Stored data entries

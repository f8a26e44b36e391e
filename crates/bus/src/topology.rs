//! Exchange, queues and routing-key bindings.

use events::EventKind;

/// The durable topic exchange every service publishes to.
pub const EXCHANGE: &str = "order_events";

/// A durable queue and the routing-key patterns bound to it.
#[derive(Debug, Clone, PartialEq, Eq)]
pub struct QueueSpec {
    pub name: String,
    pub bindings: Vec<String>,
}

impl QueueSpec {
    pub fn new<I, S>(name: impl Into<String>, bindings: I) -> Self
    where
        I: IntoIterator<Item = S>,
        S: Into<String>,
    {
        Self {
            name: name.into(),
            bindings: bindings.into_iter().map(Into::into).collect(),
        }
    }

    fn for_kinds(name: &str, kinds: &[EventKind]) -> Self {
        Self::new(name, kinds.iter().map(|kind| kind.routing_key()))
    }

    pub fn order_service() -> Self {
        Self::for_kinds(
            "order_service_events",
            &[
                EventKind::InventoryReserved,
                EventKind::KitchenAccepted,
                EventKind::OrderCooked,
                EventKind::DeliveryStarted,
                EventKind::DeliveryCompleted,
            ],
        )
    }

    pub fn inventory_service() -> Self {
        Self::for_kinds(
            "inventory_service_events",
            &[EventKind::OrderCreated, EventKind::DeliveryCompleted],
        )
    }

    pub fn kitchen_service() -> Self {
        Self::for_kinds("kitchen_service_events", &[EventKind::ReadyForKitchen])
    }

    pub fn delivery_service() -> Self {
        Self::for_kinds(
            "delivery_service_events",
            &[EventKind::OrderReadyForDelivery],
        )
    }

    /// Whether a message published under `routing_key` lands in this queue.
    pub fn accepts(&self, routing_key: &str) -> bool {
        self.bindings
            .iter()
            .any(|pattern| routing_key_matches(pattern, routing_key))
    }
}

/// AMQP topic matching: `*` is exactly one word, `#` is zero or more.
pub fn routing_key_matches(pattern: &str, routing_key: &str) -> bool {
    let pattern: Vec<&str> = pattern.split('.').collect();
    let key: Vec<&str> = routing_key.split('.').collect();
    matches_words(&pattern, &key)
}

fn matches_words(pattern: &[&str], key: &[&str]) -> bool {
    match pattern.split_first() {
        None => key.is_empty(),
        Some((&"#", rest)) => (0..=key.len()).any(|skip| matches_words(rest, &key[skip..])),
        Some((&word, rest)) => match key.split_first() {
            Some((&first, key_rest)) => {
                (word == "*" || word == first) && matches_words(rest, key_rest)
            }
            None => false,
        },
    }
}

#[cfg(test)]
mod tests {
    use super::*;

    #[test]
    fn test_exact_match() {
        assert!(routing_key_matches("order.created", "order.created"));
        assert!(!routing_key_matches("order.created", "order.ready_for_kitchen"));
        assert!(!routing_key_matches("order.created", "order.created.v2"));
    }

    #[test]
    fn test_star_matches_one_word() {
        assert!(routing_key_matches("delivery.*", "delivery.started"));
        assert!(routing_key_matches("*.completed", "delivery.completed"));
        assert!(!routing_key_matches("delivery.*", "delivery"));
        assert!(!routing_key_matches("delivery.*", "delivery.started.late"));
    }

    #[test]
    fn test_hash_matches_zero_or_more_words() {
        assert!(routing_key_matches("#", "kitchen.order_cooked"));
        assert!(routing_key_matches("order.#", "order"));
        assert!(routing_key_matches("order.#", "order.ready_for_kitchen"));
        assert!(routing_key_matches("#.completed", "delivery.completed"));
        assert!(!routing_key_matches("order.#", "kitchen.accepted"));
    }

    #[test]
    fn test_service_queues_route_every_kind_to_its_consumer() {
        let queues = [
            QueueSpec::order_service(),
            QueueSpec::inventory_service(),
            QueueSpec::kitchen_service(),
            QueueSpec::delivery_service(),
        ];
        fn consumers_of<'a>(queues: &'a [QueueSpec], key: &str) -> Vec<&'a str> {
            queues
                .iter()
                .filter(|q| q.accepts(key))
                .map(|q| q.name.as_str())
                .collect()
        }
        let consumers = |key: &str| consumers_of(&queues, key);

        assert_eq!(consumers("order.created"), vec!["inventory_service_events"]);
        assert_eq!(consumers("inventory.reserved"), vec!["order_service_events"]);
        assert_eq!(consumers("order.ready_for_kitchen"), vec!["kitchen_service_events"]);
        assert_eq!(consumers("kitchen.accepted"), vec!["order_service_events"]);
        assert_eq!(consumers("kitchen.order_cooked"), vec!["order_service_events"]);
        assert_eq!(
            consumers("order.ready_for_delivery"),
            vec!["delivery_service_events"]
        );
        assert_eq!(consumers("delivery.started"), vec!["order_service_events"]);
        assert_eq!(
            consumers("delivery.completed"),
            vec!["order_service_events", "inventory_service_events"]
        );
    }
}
* * *
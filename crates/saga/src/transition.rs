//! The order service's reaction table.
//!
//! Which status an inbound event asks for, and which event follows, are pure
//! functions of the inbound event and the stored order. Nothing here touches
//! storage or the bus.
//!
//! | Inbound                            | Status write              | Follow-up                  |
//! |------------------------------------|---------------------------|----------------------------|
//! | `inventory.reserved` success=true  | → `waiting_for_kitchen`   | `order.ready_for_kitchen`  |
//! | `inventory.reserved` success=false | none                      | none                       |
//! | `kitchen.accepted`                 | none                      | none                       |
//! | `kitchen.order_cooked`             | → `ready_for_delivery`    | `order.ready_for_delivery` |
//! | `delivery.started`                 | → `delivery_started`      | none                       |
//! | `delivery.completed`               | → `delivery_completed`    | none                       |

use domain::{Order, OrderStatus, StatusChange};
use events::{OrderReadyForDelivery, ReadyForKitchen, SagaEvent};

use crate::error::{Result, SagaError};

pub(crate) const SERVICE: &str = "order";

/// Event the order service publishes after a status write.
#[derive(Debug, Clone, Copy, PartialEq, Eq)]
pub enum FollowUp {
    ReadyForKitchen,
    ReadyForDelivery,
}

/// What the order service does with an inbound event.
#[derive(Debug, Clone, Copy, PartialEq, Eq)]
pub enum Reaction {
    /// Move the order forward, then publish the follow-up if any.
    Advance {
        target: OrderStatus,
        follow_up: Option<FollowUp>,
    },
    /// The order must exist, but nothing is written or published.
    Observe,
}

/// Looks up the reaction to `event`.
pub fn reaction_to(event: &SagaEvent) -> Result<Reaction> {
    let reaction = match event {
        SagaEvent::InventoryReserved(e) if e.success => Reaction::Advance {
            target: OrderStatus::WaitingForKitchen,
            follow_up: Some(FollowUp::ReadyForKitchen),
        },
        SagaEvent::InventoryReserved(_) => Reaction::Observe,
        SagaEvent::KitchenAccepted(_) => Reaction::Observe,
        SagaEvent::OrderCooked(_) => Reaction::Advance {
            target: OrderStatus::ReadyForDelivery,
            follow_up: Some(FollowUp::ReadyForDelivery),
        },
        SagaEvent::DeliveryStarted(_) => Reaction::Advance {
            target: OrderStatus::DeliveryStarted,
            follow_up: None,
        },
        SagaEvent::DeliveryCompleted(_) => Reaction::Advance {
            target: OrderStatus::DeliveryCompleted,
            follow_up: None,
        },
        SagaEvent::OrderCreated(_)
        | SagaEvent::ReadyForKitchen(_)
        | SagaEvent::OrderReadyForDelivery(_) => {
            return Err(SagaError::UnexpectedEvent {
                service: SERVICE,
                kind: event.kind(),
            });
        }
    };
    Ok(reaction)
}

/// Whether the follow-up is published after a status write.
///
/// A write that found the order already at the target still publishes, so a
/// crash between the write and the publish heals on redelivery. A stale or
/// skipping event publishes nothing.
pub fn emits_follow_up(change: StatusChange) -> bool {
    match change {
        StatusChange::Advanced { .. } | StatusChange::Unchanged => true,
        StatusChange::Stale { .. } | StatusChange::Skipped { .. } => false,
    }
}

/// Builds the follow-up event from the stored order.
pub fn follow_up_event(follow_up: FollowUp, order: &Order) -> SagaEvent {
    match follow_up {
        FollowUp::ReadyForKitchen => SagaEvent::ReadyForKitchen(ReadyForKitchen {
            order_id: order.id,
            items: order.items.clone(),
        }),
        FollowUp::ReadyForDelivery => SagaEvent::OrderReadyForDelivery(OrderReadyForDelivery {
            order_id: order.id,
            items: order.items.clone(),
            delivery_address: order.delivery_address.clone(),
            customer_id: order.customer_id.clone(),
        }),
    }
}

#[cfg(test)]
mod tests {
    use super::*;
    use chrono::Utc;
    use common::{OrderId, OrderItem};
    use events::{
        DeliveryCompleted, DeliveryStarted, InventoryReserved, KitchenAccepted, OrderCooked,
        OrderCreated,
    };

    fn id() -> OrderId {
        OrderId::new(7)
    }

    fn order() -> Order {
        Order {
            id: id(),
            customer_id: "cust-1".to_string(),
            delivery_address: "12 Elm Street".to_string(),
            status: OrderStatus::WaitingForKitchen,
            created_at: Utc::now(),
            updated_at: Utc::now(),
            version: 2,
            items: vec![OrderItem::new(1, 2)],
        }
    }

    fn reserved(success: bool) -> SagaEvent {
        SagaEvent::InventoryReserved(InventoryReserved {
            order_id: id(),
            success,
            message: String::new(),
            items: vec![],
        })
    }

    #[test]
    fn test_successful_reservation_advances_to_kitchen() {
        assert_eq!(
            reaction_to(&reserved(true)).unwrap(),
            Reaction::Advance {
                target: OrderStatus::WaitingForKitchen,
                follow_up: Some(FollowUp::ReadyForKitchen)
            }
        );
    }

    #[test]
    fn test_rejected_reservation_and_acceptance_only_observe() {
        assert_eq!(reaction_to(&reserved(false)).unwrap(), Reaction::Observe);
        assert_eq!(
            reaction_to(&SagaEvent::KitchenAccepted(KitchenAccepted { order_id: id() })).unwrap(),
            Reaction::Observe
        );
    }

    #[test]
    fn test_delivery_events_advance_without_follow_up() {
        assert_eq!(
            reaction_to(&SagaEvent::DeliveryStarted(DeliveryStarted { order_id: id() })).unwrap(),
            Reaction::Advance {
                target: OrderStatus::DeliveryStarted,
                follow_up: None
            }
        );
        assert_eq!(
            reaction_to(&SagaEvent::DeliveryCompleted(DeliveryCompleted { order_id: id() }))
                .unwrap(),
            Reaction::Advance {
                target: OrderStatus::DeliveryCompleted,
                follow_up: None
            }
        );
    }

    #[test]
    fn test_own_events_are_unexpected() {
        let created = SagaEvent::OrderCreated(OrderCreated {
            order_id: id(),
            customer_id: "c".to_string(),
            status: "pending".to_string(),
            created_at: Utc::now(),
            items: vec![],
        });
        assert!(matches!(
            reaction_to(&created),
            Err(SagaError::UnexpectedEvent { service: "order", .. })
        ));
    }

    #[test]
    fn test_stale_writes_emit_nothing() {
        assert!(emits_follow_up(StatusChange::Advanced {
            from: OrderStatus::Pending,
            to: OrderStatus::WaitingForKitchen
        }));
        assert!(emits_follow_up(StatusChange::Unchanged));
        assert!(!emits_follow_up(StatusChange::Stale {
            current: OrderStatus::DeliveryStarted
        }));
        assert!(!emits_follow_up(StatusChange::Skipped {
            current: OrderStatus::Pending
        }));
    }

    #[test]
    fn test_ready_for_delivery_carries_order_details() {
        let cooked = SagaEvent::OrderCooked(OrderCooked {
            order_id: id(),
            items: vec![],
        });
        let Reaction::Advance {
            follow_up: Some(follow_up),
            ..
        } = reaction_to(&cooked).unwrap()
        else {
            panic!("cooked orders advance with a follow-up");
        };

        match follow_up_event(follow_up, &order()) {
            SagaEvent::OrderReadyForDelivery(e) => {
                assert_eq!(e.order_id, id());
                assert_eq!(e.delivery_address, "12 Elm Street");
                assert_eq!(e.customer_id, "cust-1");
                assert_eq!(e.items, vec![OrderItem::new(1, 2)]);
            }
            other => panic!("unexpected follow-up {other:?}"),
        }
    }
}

▶ Goal of the exercise
Working through the records, find each line containing the word "Whether" and copy it.

▶ Task response
    /// Whether a message published under `routing_key` lands in this queue.
/// Whether the follow-up is published after a status write.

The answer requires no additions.